Task to complete: Among the entries that follow, count the lines that contain the word "info" and say how many there are, writing nothing else.

Dataset entries:
---

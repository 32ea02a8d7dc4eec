//! In-memory store implementing the subset of the Elasticsearch API the
//! service uses. Intended for tests and local development.

use std::collections::{BTreeMap, HashMap};
use std::sync::RwLock;

use async_trait::async_trait;
use serde_json::{json, Value};

use super::client::{ElasticClient, StoreResponse};
use crate::domain::DomainError;

#[derive(Debug, Clone)]
struct StoredDocument {
    version: u64,
    source: Value,
}

/// Recorded request, in arrival order
#[derive(Debug, Clone, PartialEq)]
pub struct RecordedRequest {
    pub method: &'static str,
    pub path: String,
}

/// In-memory implementation of ElasticClient
#[derive(Debug, Default)]
pub struct InMemoryElasticClient {
    indices: RwLock<HashMap<String, BTreeMap<String, StoredDocument>>>,
    templates: RwLock<BTreeMap<String, Value>>,
    requests: RwLock<Vec<RecordedRequest>>,
    unreachable: RwLock<bool>,
    template_status: RwLock<Option<u16>>,
    write_status: RwLock<Option<u16>>,
}

impl InMemoryElasticClient {
    pub fn new() -> Self {
        Self::default()
    }

    /// Fail every request with a transport error
    pub fn unreachable(self) -> Self {
        *self.unreachable.write().unwrap() = true;
        self
    }

    /// Answer template uploads with the given status
    pub fn with_template_status(self, status: u16) -> Self {
        *self.template_status.write().unwrap() = Some(status);
        self
    }

    /// Answer document writes with the given status without storing them
    pub fn with_write_status(self, status: u16) -> Self {
        *self.write_status.write().unwrap() = Some(status);
        self
    }

    pub fn set_unreachable(&self, unreachable: bool) {
        *self.unreachable.write().unwrap() = unreachable;
    }

    /// Change or clear the injected template upload status
    pub fn set_template_status(&self, status: Option<u16>) {
        *self.template_status.write().unwrap() = status;
    }

    /// Stored template body by name
    pub fn template(&self, name: &str) -> Option<Value> {
        self.templates.read().unwrap().get(name).cloned()
    }

    /// Stored document source by index and id
    pub fn document(&self, index: &str, id: &str) -> Option<Value> {
        self.indices
            .read()
            .unwrap()
            .get(index)
            .and_then(|docs| docs.get(id))
            .map(|doc| doc.source.clone())
    }

    pub fn document_version(&self, index: &str, id: &str) -> Option<u64> {
        self.indices
            .read()
            .unwrap()
            .get(index)
            .and_then(|docs| docs.get(id))
            .map(|doc| doc.version)
    }

    pub fn requests(&self) -> Vec<RecordedRequest> {
        self.requests.read().unwrap().clone()
    }

    fn record(&self, method: &'static str, path: &str) -> Result<(), DomainError> {
        self.requests.write().unwrap().push(RecordedRequest {
            method,
            path: path.to_string(),
        });

        if *self.unreachable.read().unwrap() {
            return Err(DomainError::transport("Connection refused"));
        }

        Ok(())
    }

    fn get_document(&self, index: &str, id: &str) -> StoreResponse {
        let indices = self.indices.read().unwrap();

        match indices.get(index).and_then(|docs| docs.get(id)) {
            Some(doc) => StoreResponse::json_body(
                200,
                &json!({
                    "_index": index,
                    "_type": "_doc",
                    "_id": id,
                    "_version": doc.version,
                    "_seq_no": doc.version - 1,
                    "_primary_term": 1,
                    "found": true,
                    "_source": doc.source,
                }),
            ),
            None => StoreResponse::json_body(
                404,
                &json!({"_index": index, "_type": "_doc", "_id": id, "found": false}),
            ),
        }
    }

    fn put_document(&self, index: &str, id: &str, body: &Value) -> StoreResponse {
        if let Some(status) = *self.write_status.read().unwrap() {
            return StoreResponse::json_body(
                status,
                &json!({"error": {"type": "simulated_failure"}, "status": status}),
            );
        }

        let mut indices = self.indices.write().unwrap();
        let docs = indices.entry(index.to_string()).or_default();

        let (version, result, status) = match docs.get(id) {
            Some(existing) => (existing.version + 1, "updated", 200),
            None => (1, "created", 201),
        };

        docs.insert(
            id.to_string(),
            StoredDocument {
                version,
                source: body.clone(),
            },
        );

        StoreResponse::json_body(
            status,
            &json!({
                "_index": index,
                "_type": "_doc",
                "_id": id,
                "_version": version,
                "result": result,
                "_shards": {"total": 2, "successful": 1, "failed": 0},
                "_seq_no": version - 1,
                "_primary_term": 1,
            }),
        )
    }

    fn put_template(&self, name: &str, body: &Value) -> StoreResponse {
        if let Some(status) = *self.template_status.read().unwrap() {
            return StoreResponse::json_body(
                status,
                &json!({"error": {"type": "simulated_failure"}, "status": status}),
            );
        }

        self.templates
            .write()
            .unwrap()
            .insert(name.to_string(), body.clone());

        StoreResponse::json_body(200, &json!({"acknowledged": true}))
    }

    /// Returns every document in the index; the query itself is not evaluated
    fn search(&self, index: &str) -> StoreResponse {
        let indices = self.indices.read().unwrap();

        let Some(docs) = indices.get(index) else {
            return StoreResponse::json_body(
                404,
                &json!({
                    "error": {"type": "index_not_found_exception", "index": index},
                    "status": 404
                }),
            );
        };

        let hits: Vec<Value> = docs
            .iter()
            .map(|(id, doc)| {
                json!({"_index": index, "_type": "_doc", "_id": id, "_score": 1.0, "_source": doc.source})
            })
            .collect();

        StoreResponse::json_body(
            200,
            &json!({
                "took": 1,
                "timed_out": false,
                "hits": {
                    "total": {"value": hits.len(), "relation": "eq"},
                    "max_score": 1.0,
                    "hits": hits
                }
            }),
        )
    }
}

fn not_handled(path: &str) -> StoreResponse {
    StoreResponse::json_body(
        400,
        &json!({"error": {"type": "illegal_argument_exception", "reason": path}, "status": 400}),
    )
}

#[async_trait]
impl ElasticClient for InMemoryElasticClient {
    async fn get(&self, path: &str) -> Result<StoreResponse, DomainError> {
        self.record("GET", path)?;

        let segments: Vec<&str> = path.trim_matches('/').split('/').collect();

        Ok(match segments.as_slice() {
            [""] => StoreResponse::json_body(
                200,
                &json!({"name": "in-memory", "tagline": "You Know, for Search"}),
            ),
            [index, "_doc", id] => self.get_document(index, id),
            _ => not_handled(path),
        })
    }

    async fn put_json(&self, path: &str, body: &Value) -> Result<StoreResponse, DomainError> {
        self.record("PUT", path)?;

        let segments: Vec<&str> = path.trim_matches('/').split('/').collect();

        Ok(match segments.as_slice() {
            ["_template", name] => self.put_template(name, body),
            [index, "_doc", id] => self.put_document(index, id, body),
            _ => not_handled(path),
        })
    }

    async fn post_json(&self, path: &str, _body: &Value) -> Result<StoreResponse, DomainError> {
        self.record("POST", path)?;

        let segments: Vec<&str> = path.trim_matches('/').split('/').collect();

        Ok(match segments.as_slice() {
            [index, "_search"] => self.search(index),
            _ => not_handled(path),
        })
    }
}
//! Acknowledgement envelope wrapping every model API response

use axum::{
    extract::FromRequestParts,
    http::{request::Parts, StatusCode},
};
use chrono::{DateTime, Utc};
use serde::{Deserialize, Serialize};

/// Response envelope
#[derive(Debug, Clone, Serialize, Deserialize)]
pub struct Ack<T> {
    pub ack_uuid: String,
    #[serde(default, skip_serializing_if = "Option::is_none")]
    pub req_uuid: Option<String>,
    pub date_time: DateTime<Utc>,
    pub success: bool,
    pub server_code: u16,
    #[serde(default)]
    pub location: String,
    #[serde(default, skip_serializing_if = "Option::is_none")]
    pub payload_type: Option<String>,
    pub payload: T,
    #[serde(default, skip_serializing_if = "Option::is_none")]
    pub error_code: Option<String>,
    #[serde(default, skip_serializing_if = "Option::is_none")]
    pub error_message: Option<String>,
}

/// Per-request data copied into every envelope
#[derive(Debug, Clone, Default, PartialEq, Eq)]
pub struct AckContext {
    pub req_uuid: Option<String>,
    pub location: String,
}

impl AckContext {
    /// Envelope carrying a typed payload
    pub fn send<T>(&self, status: StatusCode, payload_type: &str, payload: T) -> Ack<T> {
        self.envelope(status, Some(payload_type.to_string()), payload)
    }

    pub(crate) fn envelope<T>(
        &self,
        status: StatusCode,
        payload_type: Option<String>,
        payload: T,
    ) -> Ack<T> {
        Ack {
            ack_uuid: uuid::Uuid::new_v4().to_string(),
            req_uuid: self.req_uuid.clone(),
            date_time: Utc::now(),
            success: status.is_success(),
            server_code: status.as_u16(),
            location: self.location.clone(),
            payload_type,
            payload,
            error_code: None,
            error_message: None,
        }
    }
}

impl<S> FromRequestParts<S> for AckContext
where
    S: Send + Sync,
{
    type Rejection = std::convert::Infallible;

    async fn from_request_parts(parts: &mut Parts, _state: &S) -> Result<Self, Self::Rejection> {
        let req_uuid = parts
            .headers
            .get("x-request-id")
            .and_then(|v| v.to_str().ok())
            .map(|s| s.to_string());

        Ok(Self {
            req_uuid,
            location: parts.uri.path().to_string(),
        })
    }
}

#[cfg(test)]
mod tests {
    use super::*;
    use axum::http::Request;

    #[test]
    fn test_send_builds_success_envelope() {
        let ctx = AckContext {
            req_uuid: Some("req-1".to_string()),
            location: "/model/acme/customer".to_string(),
        };

        let ack = ctx.send(StatusCode::OK, "ModelResult", 42);

        assert!(ack.success);
        assert_eq!(ack.server_code, 200);
        assert_eq!(ack.payload_type.as_deref(), Some("ModelResult"));
        assert_eq!(ack.payload, 42);
        assert_eq!(ack.req_uuid.as_deref(), Some("req-1"));
        assert_eq!(ack.location, "/model/acme/customer");
        assert!(uuid::Uuid::parse_str(&ack.ack_uuid).is_ok());
    }

    #[test]
    fn test_non_success_status_marks_failure() {
        let ack = AckContext::default().send(StatusCode::NOT_FOUND, "SearchResults", ());
        assert!(!ack.success);
        assert_eq!(ack.server_code, 404);
    }

    #[test]
    fn test_serialization_skips_empty_fields() {
        let ack = AckContext::default().send(StatusCode::OK, "EsResult", "ok");
        let json = serde_json::to_value(&ack).unwrap();

        assert!(json.get("req_uuid").is_none());
        assert!(json.get("error_code").is_none());
        assert_eq!(json["payload"], "ok");
        assert_eq!(json["success"], true);
    }

    #[tokio::test]
    async fn test_context_extraction() {
        let request = Request::builder()
            .uri("/model/acme/customer?x=1")
            .header("x-request-id", "abc")
            .body(())
            .unwrap();
        let (mut parts, _) = request.into_parts();

        let ctx = AckContext::from_request_parts(&mut parts, &()).await.unwrap();

        assert_eq!(ctx.req_uuid.as_deref(), Some("abc"));
        assert_eq!(ctx.location, "/model/acme/customer");
    }
}
//! Type Model service
//!
//! Tenant-scoped schema definitions ("type models") stored in an
//! Elasticsearch-compatible document store:
//! - Store bootstrap with probe backoff and a baseline models template
//! - Per-account index template synthesis on every write
//! - Get/upsert/search over `{account}-models`

pub mod api;
pub mod cli;
pub mod config;
pub mod domain;
pub mod infrastructure;

pub use config::AppConfig;

use std::sync::Arc;

use api::state::AppState;
use infrastructure::elastic::{bootstrap, ElasticClient, ElasticHttpClient, Sleeper, TokioSleeper};
use infrastructure::services::{ModelService, ModelServiceConfig};
use tracing::info;

/// Create the application state, bootstrapping the configured store
pub async fn create_app_state_with_config(config: &AppConfig) -> anyhow::Result<AppState> {
    let client = ElasticHttpClient::with_timeout(&config.elastic.server, config.elastic.timeout())?;
    info!(server = %client.server(), "Using Elasticsearch");

    create_app_state_with_client(config, Arc::new(client), &TokioSleeper).await
}

/// Create the application state over an existing store client.
///
/// Fails, and no state is built, when the baseline models template cannot
/// be installed.
pub async fn create_app_state_with_client(
    config: &AppConfig,
    client: Arc<dyn ElasticClient>,
    sleeper: &dyn Sleeper,
) -> anyhow::Result<AppState> {
    let outcome = bootstrap(client.as_ref(), &config.elastic.bootstrap(), sleeper).await?;
    info!(outcome = ?outcome, "Store bootstrap complete");

    let model_service = ModelService::new(
        client.clone(),
        ModelServiceConfig {
            read_id_policy: config.models.read_id_policy,
        },
    );

    Ok(AppState::new(Arc::new(model_service), client, config.mode))
}

#[cfg(test)]
mod tests {
    use super::*;
    use crate::domain::DomainError;
    use crate::infrastructure::elastic::InMemoryElasticClient;
    use std::time::Duration;

    struct NoSleep;

    #[async_trait::async_trait]
    impl Sleeper for NoSleep {
        async fn sleep(&self, _duration: Duration) {}
    }

    #[tokio::test]
    async fn test_state_is_built_after_bootstrap() {
        let store = Arc::new(InMemoryElasticClient::new());

        let state = create_app_state_with_client(&AppConfig::default(), store.clone(), &NoSleep)
            .await
            .unwrap();

        assert!(store.template("models").is_some());
        assert_eq!(state.mode, crate::config::Mode::Protected);
    }

    #[tokio::test]
    async fn test_fatal_init_builds_no_state() {
        let store = Arc::new(InMemoryElasticClient::new().with_template_status(500));

        let result = create_app_state_with_client(&AppConfig::default(), store, &NoSleep).await;

        let err = result.err().expect("bootstrap should fail");
        assert!(matches!(
            err.downcast_ref::<DomainError>(),
            Some(DomainError::Initialization { .. })
        ));
    }

    #[tokio::test]
    async fn test_unreachable_store_still_attempts_template() {
        let store = Arc::new(InMemoryElasticClient::new().unreachable());

        let result =
            create_app_state_with_client(&AppConfig::default(), store.clone(), &NoSleep).await;

        assert!(result.is_err());
        let requests = store.requests();
        assert_eq!(requests.len(), 8);
        assert_eq!(requests[7].path, "_template/models");
    }
}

---

The answer: 3